In [2]:
import torch
from torch import nn
import torch.nn.functional as F
from nltk.tokenize import word_tokenize
from torchtext.vocab import build_vocab_from_iterator
import string
import random
import pandas as pd
from torch.utils.data import Dataset, DataLoader
from torch.nn.utils.rnn import pad_sequence
from tqdm import tqdm
import warnings
warnings.filterwarnings("ignore")
device = torch.device("cuda" if torch.cuda.is_available() else "cpu")

In [6]:
file_path = "../Sample Data/english to bengali.csv"
pd.read_csv(file_path).head()

Unnamed: 0,english_caption,bengali_caption
0,a child in a pink dress is climbing up a set o...,একটি গোলাপী জামা পরা বাচ্চা মেয়ে একটি বাড়ির প্...
1,a girl going into a wooden building .,একটি মেয়ে শিশু একটি কাঠের বাড়িতে ঢুকছে
2,a little girl climbing into a wooden playhouse .,একটি বাচ্চা তার কাঠের খেলাঘরে উঠছে ।
3,a little girl climbing the stairs to her playh...,ছোট মেয়েটি তার খেলার ঘরের সিড়ি বেয়ে উঠছে
4,a little girl in a pink dress going into a woo...,গোলাপি জামা পড়া ছোট একটি মেয়ে একটি কাঠের তৈরি...


In [74]:
class BaseDataset(Dataset):
    def __init__(self, file_path: str, column: str, add_sos_eos: bool=False):
        self.df = pd.read_csv(file_path)
        self.sentences = self.df[column]
        self.vocabs = build_vocab_from_iterator(
            self.token_genarator(self.sentences)
            )
        self.add_sos_eos = add_sos_eos
        if self.add_sos_eos == True:
            extra_tokens = ["<PAD>", "<SOS>", "<EOS>", "<UNK>"]
            for token in extra_tokens:
                self.vocabs.append_token(token)
        else:
            extra_tokens = ["<PAD>", "<UNK>"]
            for token in extra_tokens:
                self.vocabs.append_token(token)

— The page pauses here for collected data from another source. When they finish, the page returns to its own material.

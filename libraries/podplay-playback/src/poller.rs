//! Progress sampling while playing
//!
//! Engines do not push progress, so the player samples the position on a
//! timer. The poller owns at most one live timer; starting a new one cancels
//! the previous one first, and ticks from a cancelled timer are ignored.

use crate::engine::MediaEngineAdapter;
use crate::session::PlaybackSession;
use crate::types::{PlaybackPhase, SessionId};
use serde::{Deserialize, Serialize};
use std::time::Duration;
use tracing::trace;

/// Identity of one poll timer
#[derive(Debug, Clone, Copy, PartialEq, Eq, Hash, Serialize, Deserialize)]
pub struct PollToken {
    session: SessionId,
    generation: u64,
}

impl PollToken {
    pub fn session(&self) -> SessionId {
        self.session
    }
}

/// Recurring timer that produces `PlayerInput::Tick(token)`
pub trait Ticker: Send {
    /// Begin ticking every `period`
    fn start(&mut self, token: PollToken, period: Duration);

    /// Stop the timer identified by `token`
    fn cancel(&mut self, token: PollToken);
}

/// The single live timer
#[derive(Debug)]
struct PollHandle {
    token: PollToken,
}

pub struct ProgressPoller {
    ticker: Box<dyn Ticker>,
    period: Duration,
    live: Option<PollHandle>,
    generation: u64,
}

impl ProgressPoller {
    pub fn new(ticker: Box<dyn Ticker>, period: Duration) -> Self {
        Self {
            ticker,
            period,
            live: None,
            generation: 0,
        }
    }

    /// Start sampling for `session`, replacing any live timer
    pub fn start(&mut self, session: SessionId) -> PollToken {
        self.stop();
        self.generation += 1;
        let token = PollToken {
            session,
            generation: self.generation,
        };
        self.ticker.start(token, self.period);
        self.live = Some(PollHandle { token });
        trace!(%session, generation = self.generation, "poller started");
        token
    }

    /// Cancel the live timer, if any
    pub fn stop(&mut self) {
        if let Some(handle) = self.live.take() {
            self.ticker.cancel(handle.token);
            trace!(session = %handle.token.session, "poller stopped");
        }
    }

    pub fn is_running(&self) -> bool {
        self.live.is_some()
    }

    /// Token of the live timer
    pub fn token(&self) -> Option<PollToken> {
        self.live.as_ref().map(|h| h.token)
    }

    /// Sample the engine into the session
    ///
    /// Returns true if the session changed. Ticks from a cancelled timer,
    /// ticks outside `Playing`, and ticks after the engine has ended are
    /// ignored. The position never moves backwards here; only seeks do that.
    pub(crate) fn sample(
        &self,
        token: PollToken,
        session: &mut PlaybackSession,
        adapter: &MediaEngineAdapter,
    ) -> bool {
        if self.token() != Some(token) || session.id() != token.session {
            trace!(?token, "discarding stale tick");
            return false;
        }
        if session.phase() != PlaybackPhase::Playing || adapter.has_ended() {
            return false;
        }

        let mut changed = session.set_duration(adapter.duration());
        let sampled = session.clamp(adapter.position());
        if sampled > session.position_seconds() {
            session.set_position(sampled);
            changed = true;
        }
        changed
    }
}

impl Drop for ProgressPoller {
    fn drop(&mut self) {
        self.stop();
    }
}

/// Ticker that records timers, for unit tests
#[cfg(test)]
#[derive(Debug, Clone, Default)]
pub(crate) struct RecordingTicker {
    pub live: std::sync::Arc<std::sync::Mutex<Vec<PollToken>>>,
}

#[cfg(test)]
impl Ticker for RecordingTicker {
    fn start(&mut self, token: PollToken, _period: Duration) {
        self.live.lock().unwrap().push(token);
    }

    fn cancel(&mut self, token: PollToken) {
        self.live.lock().unwrap().retain(|t| *t != token);
    }
}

    def token_genarator(self, sentences):
        for text in sentences:
            clean_text = "".join(
                [word for word in text 
                 if word not in string.punctuation]
            )
            tokens = word_tokenize(clean_text)
            yield tokens

    def text_to_sequences(self, sentences):
        sequence = [
            self.vocabs[token] if token in self.vocabs
            else self.vocabs["<UNK>"]
            for token in word_tokenize(sentences)
            ]
        if self.add_sos_eos == True:
            sequence = [self.vocabs["<SOS>"]] + sequence + [self.vocabs["<EOS>"]]

        return sequence

    def __len__(self):
        return len(self.sentences)
    
    def __getitem__(self, index):
        item = self.sentences[index]
        sequence = self.text_to_sequences(item)
        return torch.tensor(sequence)
    

class CombineDataset(Dataset):
    def __init__(self, data_path, eng_column, ban_column):
        self.eng_data = BaseDataset(
            file_path= data_path,
            column = eng_column, 
            add_sos_eos=True,
        )
        self.bng_data = BaseDataset(
            file_path= data_path,
            column = ban_column,
            add_sos_eos=True
        )

    @staticmethod
    def collate_fn(batch):
        en, bn = zip(*batch)
        # en = [item[0] for item in batch]
        # bn = [item[1] for item in batch]
        en_padded = pad_sequence(en, padding_value=0, batch_first=False)
        bn_padded = pad_sequence(bn, padding_value=0, batch_first=False)
        return en_padded, bn_padded 

    def __len__(self):
        return len(self.eng_data)
    
    def __getitem__(self, index):
        eng_item = self.eng_data[index]
        bng_item = self.bng_data[index]
        return eng_item, bng_item

In [75]:
class Encoder(nn.Module):
    def __init__(self, input_size, embed_size, hidden_size, n_layers, dropout_rate, debugging=False):
        super(Encoder, self).__init__()
        self.debugging = debugging
        self.embed_layer = nn.Embedding(input_size, embed_size)
        self.rnn_layer = nn.GRU(embed_size, hidden_size, n_layers)
        self.dropout_layer = nn.Dropout(p=dropout_rate)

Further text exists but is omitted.